Action item ▸ Repeat exactly, please, the lines that begin at the start of the listing and end at the line holding "pub const fn from_offset(offset: usize)".

Given data ▸
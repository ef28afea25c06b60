use core::fmt;

use system::memory::HeapStats;

use crate::block::{align_up, BlockState, Header, ALIGN, HEADER_SIZE, NO_BLOCK};
use crate::error::HeapError;

/// Payload handle: the offset of the first payload byte from the heap base.
#[derive(Copy, Clone, Debug, PartialEq, Eq, PartialOrd, Ord, Hash)]
pub struct HeapPtr(usize);

impl HeapPtr {
    pub const fn from_offset(offset: usize) -> Self {
        HeapPtr(offset)
    }

    pub const fn offset(self) -> usize {
        self.0
    }
}

#[derive(Copy, Clone, Debug, PartialEq, Eq)]
pub struct BlockInfo {
    /// Offset of the block header from the heap base.
    pub offset: usize,
    pub size: usize,
    pub state: BlockState,
}

impl BlockInfo {
    pub fn payload(&self) -> HeapPtr {
        HeapPtr(self.offset + HEADER_SIZE)
    }
}

/// First-fit heap over a single borrowed region.
///
/// The region is tiled by a chain of blocks, each a header followed by its
/// payload. Allocation takes the first free block large enough and splits
/// off the tail when the leftover can hold another header. Freeing merges the
/// block with free neighbours on both sides, so no two adjacent blocks are
/// ever free.
pub struct FirstFitHeap<'a> {
    region: &'a mut [u8],
}

fn request_size(size: usize) -> Option<usize> {
    let size = align_up(size, ALIGN)?.max(HEADER_SIZE);
    if size >= NO_BLOCK as usize {
        return None;
    }
    Some(size)
}

impl<'a> FirstFitHeap<'a> {
    /// Takes ownership of `region` and lays a single free block over it.
    /// The start is moved up to the next `ALIGN` boundary and the length
    /// trimmed to a multiple of `ALIGN`.
    pub fn new(region: &'a mut [u8]) -> Result<Self, HeapError> {
        let skip = region.as_ptr().align_offset(ALIGN);
        if skip > region.len() {
            return Err(HeapError::RegionTooSmall);
        }
        let region = &mut region[skip..];
        let len = region.len() & !(ALIGN - 1);
        if len < HEADER_SIZE + ALIGN {
            return Err(HeapError::RegionTooSmall);
        }
        if len >= NO_BLOCK as usize {
            return Err(HeapError::RegionTooLarge);
        }

        let region = &mut region[..len];
        Header::free(len - HEADER_SIZE).write(region, 0);
        Ok(FirstFitHeap { region })
    }

    pub fn allocate(&mut self, size: usize) -> Option<HeapPtr> {
        let size = request_size(size)?;

        let mut current = Some(0);
        while let Some(offset) = current {
            let mut block = Header::read(self.region, offset).ok()?;

            if block.state == BlockState::Free && block.size >= size {
                if block.size - size >= HEADER_SIZE + ALIGN {
                    let tail_offset = offset + HEADER_SIZE + size;
                    let tail = Header {
                        next: block.next,
                        prev: Some(offset),
                        size: block.size - size - HEADER_SIZE,
                        state: BlockState::Free,
                    };
                    tail.write(self.region, tail_offset);
                    if let Some(next) = block.next {
                        Header::set_prev(self.region, next, Some(tail_offset));
                    }
                    block.next = Some(tail_offset);
                    block.size = size;
                }

                block.state = BlockState::Allocated;
                block.write(self.region, offset);
                return Some(HeapPtr(offset + HEADER_SIZE));
            }

            current = block.next;
        }

        None
    }

    /// Releases an allocated block and merges it with free neighbours.
    ///
    /// Pointers whose header would fall outside the region are rejected with
    /// `OutOfBounds`. Anything that is not the payload of a live block in the
    /// chain is rejected with `DoubleFree` or `InvalidPointer`. A rejected
    /// pointer leaves the heap untouched.
    pub fn free(&mut self, ptr: HeapPtr) -> Result<(), HeapError> {
        let (offset, mut block) = self.live_block(ptr)?;
        let successor = match block.next {
            Some(next) => Some((next, Header::read(self.region, next)?)),
            None => None,
        };
        let predecessor = match block.prev {
            Some(prev) => Some((prev, Header::read(self.region, prev)?)),
            None => None,
        };

        block.state = BlockState::Free;

        if let Some((_, successor)) = successor {
            if successor.state == BlockState::Free {
                block.size += HEADER_SIZE + successor.size;
                block.next = successor.next;
                if let Some(after) = successor.next {
                    Header::set_prev(self.region, after, Some(offset));
                }
            }
        }
        block.write(self.region, offset);

        if let Some((prev_offset, mut predecessor)) = predecessor {
            if predecessor.state == BlockState::Free {
                predecessor.size += HEADER_SIZE + block.size;
                predecessor.next = block.next;
                if let Some(after) = block.next {
                    Header::set_prev(self.region, after, Some(prev_offset));
                }
                predecessor.write(self.region, prev_offset);
            }
        }

        Ok(())
    }

    /// Allocates `count * element_size` bytes and zeroes the whole payload.
    /// A product that overflows is treated as out of memory.
    pub fn zero_allocate(&mut self, count: usize, element_size: usize) -> Option<HeapPtr> {
        let total = count.checked_mul(element_size)?;
        let ptr = self.allocate(total)?;
        self.payload_mut(ptr).ok()?.fill(0);
        Some(ptr)
    }

    /// Grows or keeps a block.
    ///
    /// `None` behaves like `allocate`, a zero `new_size` like `free`. A block
    /// already large enough is returned unchanged. Otherwise the payload is
    /// moved to a new block; if that allocation fails the old block stays
    /// valid and `None` is returned.
    pub fn reallocate(&mut self, ptr: Option<HeapPtr>, new_size: usize) -> Option<HeapPtr> {
        let Some(ptr) = ptr else {
            return self.allocate(new_size);
        };

        if new_size == 0 {
            // Result is `None` either way; a rejected pointer is left untouched.
            self.free(ptr).ok();
            return None;
        }

        let (_, block) = self.live_block(ptr).ok()?;
        if block.size >= new_size {
            return Some(ptr);
        }

        let moved = self.allocate(new_size)?;
        let from = ptr.offset();
        self.region
            .copy_within(from..from + block.size.min(new_size), moved.offset());
        self.free(ptr).ok()?;
        Some(moved)
    }

    pub fn stats(&self) -> HeapStats {
        let mut stats = HeapStats {
            total: self.region.len(),
            ..HeapStats::default()
        };

        for block in self.blocks() {
            stats.blocks += 1;
            stats.used += HEADER_SIZE;
            match block.state {
                BlockState::Free => {
                    stats.free += block.size;
                    stats.largest_free = stats.largest_free.max(block.size);
                }
                BlockState::Allocated => stats.used += block.size,
            }
        }

        stats
    }

    pub fn blocks(&self) -> Blocks<'_> {
        Blocks {
            region: self.region,
            next: Some(0),
        }
    }

    /// Walks the chain and verifies that it tiles the region exactly, that
    /// back links mirror forward links, that sizes are aligned and that no
    /// two neighbours are both free.
    pub fn check(&self) -> Result<(), HeapError> {
        let mut expected = 0;
        let mut previous: Option<(usize, BlockState)> = None;
        let mut current = Some(0);

        while let Some(offset) = current {
            let block = Header::read(self.region, offset)?;
            let corrupted = offset != expected
                || block.prev != previous.map(|(prev, _)| prev)
                || block.size % ALIGN != 0
                || (block.state == BlockState::Free
                    && previous.is_some_and(|(_, state)| state == BlockState::Free));
            if corrupted {
                return Err(HeapError::Corrupted { offset });
            }

            expected = offset + HEADER_SIZE + block.size;
            if expected > self.region.len() {
                return Err(HeapError::Corrupted { offset });
            }
            previous = Some((offset, block.state));
            current = block.next;
        }

        if expected != self.region.len() {
            let offset = previous.map_or(0, |(offset, _)| offset);
            return Err(HeapError::Corrupted { offset });
        }
        Ok(())
    }

    pub fn payload(&self, ptr: HeapPtr) -> Result<&[u8], HeapError> {
        let (_, block) = self.live_block(ptr)?;
        let start = ptr.offset();
        Ok(&self.region[start..start + block.size])
    }

    pub fn payload_mut(&mut self, ptr: HeapPtr) -> Result<&mut [u8], HeapError> {
        let (_, block) = self.live_block(ptr)?;
        let start = ptr.offset();
        Ok(&mut self.region[start..start + block.size])
    }

    pub fn write_layout(&self, out: &mut dyn fmt::Write) -> fmt::Result {
        for block in self.blocks() {
            let state = match block.state {
                BlockState::Free => "free",
                BlockState::Allocated => "allocated",
            };
            writeln!(
                out,
                "  0x{:06x} {:>8} bytes {}",
                block.payload().offset(),
                block.size,
                state
            )?;
        }
        Ok(())
    }

    pub fn base(&self) -> *const u8 {
        self.region.as_ptr()
    }

    pub fn size(&self) -> usize {
        self.region.len()
    }

    /// Address of the payload `ptr` refers to.
    pub fn raw_payload(&mut self, ptr: HeapPtr) -> *mut u8 {
        self.region.as_mut_ptr().wrapping_add(ptr.offset())
    }

    /// Handle for an address inside the region, `None` for foreign addresses.
    pub fn ptr_from_raw(&self, raw: *const u8) -> Option<HeapPtr> {
        let offset = (raw as usize).checked_sub(self.region.as_ptr() as usize)?;
        if offset >= self.region.len() {
            return None;
        }
        Some(HeapPtr(offset))
    }

    /// Resolves `ptr` to the header of an allocated block that is linked into
    /// the chain, returning the header offset and its decoded contents.
    fn live_block(&self, ptr: HeapPtr) -> Result<(usize, Header), HeapError> {
        let offset = ptr
            .offset()
            .checked_sub(HEADER_SIZE)
            .filter(|offset| *offset < self.region.len())
            .ok_or(HeapError::OutOfBounds)?;
        if offset % ALIGN != 0 {
            return Err(HeapError::InvalidPointer);
        }

        let block = Header::read(self.region, offset).map_err(|_| HeapError::InvalidPointer)?;
        if block.state == BlockState::Free {
            return Err(HeapError::DoubleFree);
        }

        let end = offset + HEADER_SIZE + block.size;
        let linked_from_prev = match block.prev {
            Some(prev) => Header::read(self.region, prev)
                .is_ok_and(|header| prev < offset && header.next == Some(offset)),
            None => offset == 0,
        };
        let linked_from_next = match block.next {
            Some(next) => {
                next == end
                    && Header::read(self.region, next)
                        .is_ok_and(|header| header.prev == Some(offset))
            }
            None => end == self.region.len(),
        };

        if !(linked_from_prev && linked_from_next) {
            return Err(HeapError::InvalidPointer);
        }
        Ok((offset, block))
    }
}

/// Iterator over the block chain in address order. Stops early on a header
/// that cannot be decoded or a link that does not move forward.
pub struct Blocks<'h> {
    region: &'h [u8],
    next: Option<usize>,
}

impl Iterator for Blocks<'_> {
    type Item = BlockInfo;

    fn next(&mut self) -> Option<BlockInfo> {
        let offset = self.next?;
        let Ok(block) = Header::read(self.region, offset) else {
            self.next = None;
            return None;
        };
        self.next = block.next.filter(|next| *next > offset);
        Some(BlockInfo {
            offset,
            size: block.size,
            state: block.state,
        })
    }
}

Task response ▸
repository ef28afea25c06b60
use core::fmt;

use system::memory::HeapStats;

use crate::block::{align_up, BlockState, Header, ALIGN, HEADER_SIZE, NO_BLOCK};
use crate::error::HeapError;

/// Payload handle: the offset of the first payload byte from the heap base.
#[derive(Copy, Clone, Debug, PartialEq, Eq, PartialOrd, Ord, Hash)]
pub struct HeapPtr(usize);

impl HeapPtr {
    pub const fn from_offset(offset: usize) -> Self {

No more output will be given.